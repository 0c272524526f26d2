use std::collections::BTreeMap;

use serde::Serialize;
use serde_json::{json, Value};

use crate::error::RenderError;

mod acm_cert;
pub use acm_cert::*;
mod cloudfront;
pub use cloudfront::*;
mod cloudfront_function;
pub use cloudfront_function::*;
mod s3_bucket;
pub use s3_bucket::*;
mod route53;
pub use route53::*;

// higher level resources:
mod static_website;
pub use static_website::*;

/// a resource that can be placed in a template. `type_string` is the
/// cloudformation type, eg: `AWS::S3::Bucket`. Serializing the value gives the
/// `Properties` block.
pub trait CfnResource: Serialize {
    fn type_string(&self) -> &'static str;

    fn validate(&self) -> Result<(), String> {
        Ok(())
    }
}

/// what happens to the physical resource when it is removed from the stack
/// or replaced by an update. Without one cloudformation deletes it.
#[derive(Debug, Clone, Copy, PartialEq, Eq, Serialize)]
pub enum RemovalPolicy {
    Retain,
}

#[derive(Debug, Clone, PartialEq, Serialize)]
pub struct SavedResource {
    #[serde(rename = "Type")]
    pub ty: String,
    #[serde(rename = "Properties")]
    pub properties: Value,
    #[serde(rename = "DeletionPolicy", skip_serializing_if = "Option::is_none")]
    pub deletion_policy: Option<RemovalPolicy>,
    #[serde(rename = "UpdateReplacePolicy", skip_serializing_if = "Option::is_none")]
    pub update_replace_policy: Option<RemovalPolicy>,
}

#[derive(Debug, Clone, PartialEq, Serialize)]
pub struct ResourceOutput {
    #[serde(rename = "Description")]
    pub description: String,
    #[serde(rename = "Value")]
    pub value: Value,
}

#[derive(Debug, Clone, PartialEq, Serialize)]
pub struct Template {
    #[serde(rename = "AWSTemplateFormatVersion")]
    pub version: String,
    #[serde(rename = "Description", skip_serializing_if = "String::is_empty")]
    pub description: String,
    #[serde(rename = "Resources")]
    pub resources: BTreeMap<String, SavedResource>,
    #[serde(rename = "Outputs", skip_serializing_if = "BTreeMap::is_empty")]
    pub outputs: BTreeMap<String, ResourceOutput>,
}

impl Default for Template {
    fn default() -> Self {
        Self {
            version: "2010-09-09".to_string(),
            description: Default::default(),
            resources: Default::default(),
            outputs: Default::default(),
        }
    }
}

impl Template {
    pub fn add<R: CfnResource>(&mut self, logical_id: &str, resource: &R) -> Result<(), RenderError> {
        self.add_with_policy(logical_id, resource, None)
    }

    pub fn add_with_policy<R: CfnResource>(
        &mut self,
        logical_id: &str,
        resource: &R,
        removal_policy: Option<RemovalPolicy>,
    ) -> Result<(), RenderError> {
        resource.validate().map_err(|reason| RenderError::InvalidResource {
            logical_id: logical_id.to_string(),
            reason,
        })?;
        if self.resources.contains_key(logical_id) {
            return Err(RenderError::DuplicateLogicalId(logical_id.to_string()));
        }
        let properties = serde_json::to_value(resource).map_err(|source| RenderError::Serialize {
            logical_id: logical_id.to_string(),
            source,
        })?;
        let saved = SavedResource {
            ty: resource.type_string().to_string(),
            properties,
            deletion_policy: removal_policy,
            update_replace_policy: removal_policy,
        };
        self.resources.insert(logical_id.to_string(), saved);
        Ok(())
    }

    pub fn add_output(&mut self, name: &str, description: impl Into<String>, value: Value) {
        self.outputs.insert(logical_id(name), ResourceOutput {
            description: description.into(),
            value,
        });
    }

    pub fn resources_of_type<'a>(&'a self, ty: &'a str) -> impl Iterator<Item = (&'a String, &'a SavedResource)> + 'a {
        self.resources.iter().filter(move |(_, r)| r.ty == ty)
    }

    pub fn to_json_pretty(&self) -> Result<String, RenderError> {
        serde_json::to_string_pretty(self).map_err(|source| RenderError::Serialize {
            logical_id: "template".to_string(),
            source,
        })
    }
}

/// logical ids can only be alphanumeric. We split on every other character
/// and capitalize each piece, eg: `about-myself-origin-bucket` -> `AboutMyselfOriginBucket`.
pub fn logical_id(name: &str) -> String {
    name.split(|c: char| !c.is_ascii_alphanumeric())
        .filter(|part| !part.is_empty())
        .map(|part| {
            let mut chars = part.chars();
            match chars.next() {
                Some(first) => first.to_ascii_uppercase().to_string() + chars.as_str(),
                None => String::new(),
            }
        })
        .collect()
}

pub fn get_ref(logical_id: &str) -> Value {
    json!({ "Ref": logical_id })
}

pub fn get_att(logical_id: &str, attribute: &str) -> Value {
    json!({ "Fn::GetAtt": [logical_id, attribute] })
}

pub fn join(delimiter: &str, parts: Vec<Value>) -> Value {
    json!({ "Fn::Join": [delimiter, parts] })
}

#[cfg(test)]
mod tests {
    use super::*;

    #[derive(Serialize)]
    #[serde(rename_all = "PascalCase")]
    struct Thing {
        name: String,
    }

    impl CfnResource for Thing {
        fn type_string(&self) -> &'static str {
            "Test::Thing"
        }
        fn validate(&self) -> Result<(), String> {
            if self.name.is_empty() {
                return Err("name is required".into());
            }
            Ok(())
        }
    }

    #[test]
    fn logical_ids_are_alphanumeric() {
        assert_eq!(logical_id("about-myself-origin-bucket"), "AboutMyselfOriginBucket");
        assert_eq!(logical_id("my_site.record-a-dev-"), "MySiteRecordADev");
        assert_eq!(logical_id("x"), "X");
        assert_eq!(logical_id("--"), "");
    }

    #[test]
    fn add_rejects_duplicates_and_invalid() {
        let mut t = Template::default();
        t.add("A", &Thing { name: "a".into() }).unwrap();
        let err = t.add("A", &Thing { name: "b".into() }).unwrap_err();
        assert!(matches!(err, RenderError::DuplicateLogicalId(ref id) if id == "A"));
        let err = t.add("B", &Thing { name: "".into() }).unwrap_err();
        assert!(err.to_string().contains("name is required"), "{err}");
        assert_eq!(t.resources.len(), 1);
    }

    #[test]
    fn removal_policy_is_serialized_on_the_resource() {
        let mut t = Template::default();
        t.add_with_policy("A", &Thing { name: "a".into() }, Some(RemovalPolicy::Retain)).unwrap();
        let v = serde_json::to_value(&t).unwrap();
        assert_eq!(v["AWSTemplateFormatVersion"], "2010-09-09");
        assert_eq!(v["Resources"]["A"]["Type"], "Test::Thing");
        assert_eq!(v["Resources"]["A"]["Properties"]["Name"], "a");
        assert_eq!(v["Resources"]["A"]["DeletionPolicy"], "Retain");
        assert_eq!(v["Resources"]["A"]["UpdateReplacePolicy"], "Retain");
        assert!(v.get("Outputs").is_none());
    }

    #[test]
    fn intrinsics() {
        assert_eq!(get_ref("X"), json!({"Ref": "X"}));
        assert_eq!(get_att("X", "Arn"), json!({"Fn::GetAtt": ["X", "Arn"]}));
        assert_eq!(join("", vec![json!("a"), get_ref("B")]), json!({"Fn::Join": ["", ["a", {"Ref": "B"}]]}));
    }
}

## What this task involves
Show the lines above that include "Option".

## Finished exercise
    #[serde(rename = "DeletionPolicy", skip_serializing_if = "Option::is_none")]
    pub deletion_policy: Option<RemovalPolicy>,
    #[serde(rename = "UpdateReplacePolicy", skip_serializing_if = "Option::is_none")]
    pub update_replace_policy: Option<RemovalPolicy>,
        removal_policy: Option<RemovalPolicy>,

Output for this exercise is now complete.